-- REQUIRED ACTION --
Could you return all of the data exactly as given?
##############################
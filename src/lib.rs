//! Library circulation server
//!
//! A REST JSON API for a lending library: the book catalog, members, and the
//! borrow/return workflow that keeps availability counts and overdue fines.

use std::sync::Arc;

pub mod api;
pub mod circulation;
pub mod config;
pub mod error;
pub mod models;
pub mod repository;
pub mod services;

pub use config::AppConfig;
pub use error::{AppError, AppResult};

/// Application state shared across all handlers
#[derive(Clone)]
pub struct AppState {
    pub services: Arc<services::Services>,
}
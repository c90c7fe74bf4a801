//! Member management endpoints

use axum::{
    extract::{Path, Query, State},
    http::StatusCode,
    Json,
};
use axum_extra::extract::WithRejection;
use uuid::Uuid;

use crate::{
    error::{AppError, AppResult},
    models::{CreateMember, ListQuery, Member},
    AppState,
};

use super::MessageResponse;

/// List members, most recently joined first
#[utoipa::path(
    get,
    path = "/members",
    tag = "members",
    params(ListQuery),
    responses(
        (status = 200, description = "List of members", body = Vec<Member>)
    )
)]
pub async fn list_members(
    State(state): State<AppState>,
    WithRejection(Query(query), _): WithRejection<Query<ListQuery>, AppError>,
) -> AppResult<Json<Vec<Member>>> {
    let members = state.services.members.list_members(&query).await?;
    Ok(Json(members))
}

/// Get member details by ID
#[utoipa::path(
    get,
    path = "/members/{id}",
    tag = "members",
    params(
        ("id" = Uuid, Path, description = "Member ID")
    ),
    responses(
        (status = 200, description = "Member details", body = Member),
        (status = 404, description = "Member not found", body = crate::error::ErrorResponse)
    )
)]
pub async fn get_member(
    State(state): State<AppState>,
    WithRejection(Path(id), _): WithRejection<Path<Uuid>, AppError>,
) -> AppResult<Json<Member>> {
    let member = state.services.members.get_member(id).await?;
    Ok(Json(member))
}

/// Register a new member
#[utoipa::path(
    post,
    path = "/members",
    tag = "members",
    request_body = CreateMember,
    responses(
        (status = 201, description = "Member created", body = Member),
        (status = 400, description = "Name or email missing, or email already used", body = crate::error::ErrorResponse)
    )
)]
pub async fn create_member(
    State(state): State<AppState>,
    WithRejection(Json(data), _): WithRejection<Json<CreateMember>, AppError>,
) -> AppResult<(StatusCode, Json<Member>)> {
    let member = state.services.members.create_member(data).await?;
    Ok((StatusCode::CREATED, Json(member)))
}

/// Delete a member
#[utoipa::path(
    delete,
    path = "/members/{id}",
    tag = "members",
    params(
        ("id" = Uuid, Path, description = "Member ID")
    ),
    responses(
        (status = 200, description = "Member deleted", body = MessageResponse),
        (status = 400, description = "Member has active transactions", body = crate::error::ErrorResponse),
        (status = 404, description = "Member not found", body = crate::error::ErrorResponse)
    )
)]
pub async fn delete_member(
    State(state): State<AppState>,
    WithRejection(Path(id), _): WithRejection<Path<Uuid>, AppError>,
) -> AppResult<Json<MessageResponse>> {
    state.services.members.delete_member(id).await?;
    Ok(Json(MessageResponse {
        message: "Member deleted successfully".to_string(),
    }))
}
##############################
-- SOLUTION FOR THIS TASK --
filename src/lib.rs
//! Library circulation server
//!
//! A REST JSON API for a lending library: the book catalog, members, and the
//! borrow/return workflow that keeps availability counts and overdue fines.

use std::sync::Arc;

pub mod api;
pub mod circulation;
pub mod config;
pub mod error;
pub mod models;
pub mod repository;
pub mod services;

pub use config::AppConfig;
pub use error::{AppError, AppResult};

/// Application state shared across all handlers
#[derive(Clone)]
pub struct AppState {
    pub services: Arc<services::Services>,
}
repository c90c7fe74bf4a801
//! Member management endpoints

use axum::{
    extract::{Path, Query, State},
    http::StatusCode,
    Json,
};
use axum_extra::extract::WithRejection;
use uuid::Uuid;

use crate::{
    error::{AppError, AppResult},
    models::{CreateMember, ListQuery, Member},
    AppState,
};

use super::MessageResponse;

/// List members, most recently joined first
#[utoipa::path(
    get,
    path = "/members",
    tag = "members",
    params(ListQuery),
    responses(
        (status = 200, description = "List of members", body = Vec<Member>)
    )
)]
pub async fn list_members(
    State(state): State<AppState>,
    WithRejection(Query(query), _): WithRejection<Query<ListQuery>, AppError>,
) -> AppResult<Json<Vec<Member>>> {
    let members = state.services.members.list_members(&query).await?;
    Ok(Json(members))
}

/// Get member details by ID
#[utoipa::path(
    get,
    path = "/members/{id}",
    tag = "members",
    params(
        ("id" = Uuid, Path, description = "Member ID")
    ),
    responses(
        (status = 200, description = "Member details", body = Member),
        (status = 404, description = "Member not found", body = crate::error::ErrorResponse)
    )
)]
pub async fn get_member(
    State(state): State<AppState>,
    WithRejection(Path(id), _): WithRejection<Path<Uuid>, AppError>,
) -> AppResult<Json<Member>> {
    let member = state.services.members.get_member(id).await?;
    Ok(Json(member))
}

/// Register a new member
#[utoipa::path(
    post,
    path = "/members",
    tag = "members",
    request_body = CreateMember,
    responses(
        (status = 201, description = "Member created", body = Member),
        (status = 400, description = "Name or email missing, or email already used", body = crate::error::ErrorResponse)
    )
)]
pub async fn create_member(
    State(state): State<AppState>,
    WithRejection(Json(data), _): WithRejection<Json<CreateMember>, AppError>,
) -> AppResult<(StatusCode, Json<Member>)> {
    let member = state.services.members.create_member(data).await?;
    Ok((StatusCode::CREATED, Json(member)))
}

/// Delete a member
#[utoipa::path(
    delete,
    path = "/members/{id}",
    tag = "members",
    params(
        ("id" = Uuid, Path, description = "Member ID")
    ),
    responses(
        (status = 200, description = "Member deleted", body = MessageResponse),
        (status = 400, description = "Member has active transactions", body = crate::error::ErrorResponse),
        (status = 404, description = "Member not found", body = crate::error::ErrorResponse)
    )
)]
pub async fn delete_member(
    State(state): State<AppState>,
    WithRejection(Path(id), _): WithRejection<Path<Uuid>, AppError>,
) -> AppResult<Json<MessageResponse>> {
    state.services.members.delete_member(id).await?;
    Ok(Json(MessageResponse {
        message: "Member deleted successfully".to_string(),
    }))
}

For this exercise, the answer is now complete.